• **DESCRIPTION OF THE TASK**:
Could you show each line of the records that contains the word "slot"?

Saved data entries
___
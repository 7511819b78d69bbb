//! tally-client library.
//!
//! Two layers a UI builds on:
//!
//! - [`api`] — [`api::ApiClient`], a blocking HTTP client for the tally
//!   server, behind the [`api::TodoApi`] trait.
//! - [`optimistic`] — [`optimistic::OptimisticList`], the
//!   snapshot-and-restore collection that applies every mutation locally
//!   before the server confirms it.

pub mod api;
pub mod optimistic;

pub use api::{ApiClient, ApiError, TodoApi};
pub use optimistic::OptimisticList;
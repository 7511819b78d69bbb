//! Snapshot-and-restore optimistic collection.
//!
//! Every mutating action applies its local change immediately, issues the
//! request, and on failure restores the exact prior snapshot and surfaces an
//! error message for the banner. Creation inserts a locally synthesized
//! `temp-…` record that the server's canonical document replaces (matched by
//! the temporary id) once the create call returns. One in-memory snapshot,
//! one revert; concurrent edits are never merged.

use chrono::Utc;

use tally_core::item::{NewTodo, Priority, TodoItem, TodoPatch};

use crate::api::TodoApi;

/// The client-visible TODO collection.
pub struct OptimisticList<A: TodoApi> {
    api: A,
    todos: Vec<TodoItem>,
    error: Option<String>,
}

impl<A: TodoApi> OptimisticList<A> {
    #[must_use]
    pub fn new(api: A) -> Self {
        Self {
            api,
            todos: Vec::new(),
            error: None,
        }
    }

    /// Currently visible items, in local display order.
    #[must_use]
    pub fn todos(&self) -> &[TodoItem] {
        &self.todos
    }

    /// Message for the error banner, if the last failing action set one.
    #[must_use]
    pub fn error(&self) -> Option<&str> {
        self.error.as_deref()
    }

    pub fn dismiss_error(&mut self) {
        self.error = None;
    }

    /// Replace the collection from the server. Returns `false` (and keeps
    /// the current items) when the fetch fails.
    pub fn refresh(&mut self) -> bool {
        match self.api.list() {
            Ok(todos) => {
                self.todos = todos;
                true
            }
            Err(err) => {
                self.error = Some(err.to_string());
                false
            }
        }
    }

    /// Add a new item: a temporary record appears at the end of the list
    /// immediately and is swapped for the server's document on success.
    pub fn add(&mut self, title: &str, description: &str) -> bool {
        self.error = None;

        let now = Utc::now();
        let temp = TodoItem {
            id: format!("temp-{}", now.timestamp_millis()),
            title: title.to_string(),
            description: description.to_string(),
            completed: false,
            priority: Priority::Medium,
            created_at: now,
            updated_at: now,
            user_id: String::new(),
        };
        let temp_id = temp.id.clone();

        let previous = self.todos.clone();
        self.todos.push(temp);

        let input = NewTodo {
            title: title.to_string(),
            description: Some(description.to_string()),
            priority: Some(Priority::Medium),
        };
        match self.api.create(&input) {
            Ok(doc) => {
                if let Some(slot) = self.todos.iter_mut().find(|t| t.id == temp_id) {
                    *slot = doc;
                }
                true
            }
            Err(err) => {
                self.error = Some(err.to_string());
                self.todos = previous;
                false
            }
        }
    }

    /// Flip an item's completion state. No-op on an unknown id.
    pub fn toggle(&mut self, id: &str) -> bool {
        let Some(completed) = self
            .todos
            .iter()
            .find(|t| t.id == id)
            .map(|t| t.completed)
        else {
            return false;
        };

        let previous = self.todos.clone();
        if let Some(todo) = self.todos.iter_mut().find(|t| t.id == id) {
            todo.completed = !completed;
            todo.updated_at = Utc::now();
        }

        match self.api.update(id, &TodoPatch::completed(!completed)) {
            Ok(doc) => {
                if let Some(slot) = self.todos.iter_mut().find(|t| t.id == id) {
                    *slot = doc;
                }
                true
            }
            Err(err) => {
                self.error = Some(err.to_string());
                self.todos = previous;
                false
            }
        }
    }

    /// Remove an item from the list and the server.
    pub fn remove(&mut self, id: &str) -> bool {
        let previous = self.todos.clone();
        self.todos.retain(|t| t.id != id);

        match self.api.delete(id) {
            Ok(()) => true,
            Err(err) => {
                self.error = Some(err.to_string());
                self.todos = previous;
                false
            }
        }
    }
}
___
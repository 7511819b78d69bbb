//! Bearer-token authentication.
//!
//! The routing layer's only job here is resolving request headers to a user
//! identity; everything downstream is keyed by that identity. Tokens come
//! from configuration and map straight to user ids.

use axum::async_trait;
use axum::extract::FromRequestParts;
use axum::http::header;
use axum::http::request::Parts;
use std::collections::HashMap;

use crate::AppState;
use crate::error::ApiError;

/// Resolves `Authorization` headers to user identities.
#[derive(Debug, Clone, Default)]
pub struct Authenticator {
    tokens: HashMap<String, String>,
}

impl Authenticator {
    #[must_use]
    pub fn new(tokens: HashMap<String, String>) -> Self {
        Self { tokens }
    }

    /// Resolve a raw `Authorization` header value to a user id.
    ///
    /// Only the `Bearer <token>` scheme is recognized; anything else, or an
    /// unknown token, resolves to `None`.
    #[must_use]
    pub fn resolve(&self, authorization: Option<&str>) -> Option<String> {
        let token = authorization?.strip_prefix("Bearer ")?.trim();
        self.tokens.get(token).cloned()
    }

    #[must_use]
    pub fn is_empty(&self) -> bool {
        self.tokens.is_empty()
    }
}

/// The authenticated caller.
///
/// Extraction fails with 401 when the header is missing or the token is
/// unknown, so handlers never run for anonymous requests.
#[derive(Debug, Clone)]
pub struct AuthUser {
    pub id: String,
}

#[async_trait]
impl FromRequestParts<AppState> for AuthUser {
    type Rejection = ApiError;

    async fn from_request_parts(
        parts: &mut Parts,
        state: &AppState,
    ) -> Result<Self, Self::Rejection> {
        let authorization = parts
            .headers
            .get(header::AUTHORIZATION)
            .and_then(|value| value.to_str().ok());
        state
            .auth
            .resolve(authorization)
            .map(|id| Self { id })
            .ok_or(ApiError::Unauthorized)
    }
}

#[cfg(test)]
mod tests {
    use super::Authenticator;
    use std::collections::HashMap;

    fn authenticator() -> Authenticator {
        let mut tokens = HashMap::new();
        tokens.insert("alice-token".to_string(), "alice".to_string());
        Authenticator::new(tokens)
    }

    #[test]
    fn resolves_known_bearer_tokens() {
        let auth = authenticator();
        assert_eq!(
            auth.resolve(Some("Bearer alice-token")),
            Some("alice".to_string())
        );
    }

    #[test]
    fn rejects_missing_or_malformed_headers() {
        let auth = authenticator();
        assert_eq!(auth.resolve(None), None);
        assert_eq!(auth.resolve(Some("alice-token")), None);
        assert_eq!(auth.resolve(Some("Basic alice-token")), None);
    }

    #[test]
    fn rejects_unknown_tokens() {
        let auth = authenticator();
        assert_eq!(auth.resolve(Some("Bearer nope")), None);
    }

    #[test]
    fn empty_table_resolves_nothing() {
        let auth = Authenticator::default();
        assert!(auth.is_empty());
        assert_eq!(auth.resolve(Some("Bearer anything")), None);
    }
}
___
• **EXPECTED ANSWER**:
                if let Some(slot) = self.todos.iter_mut().find(|t| t.id == temp_id) {
                    *slot = doc;
                if let Some(slot) = self.todos.iter_mut().find(|t| t.id == id) {
                    *slot = doc;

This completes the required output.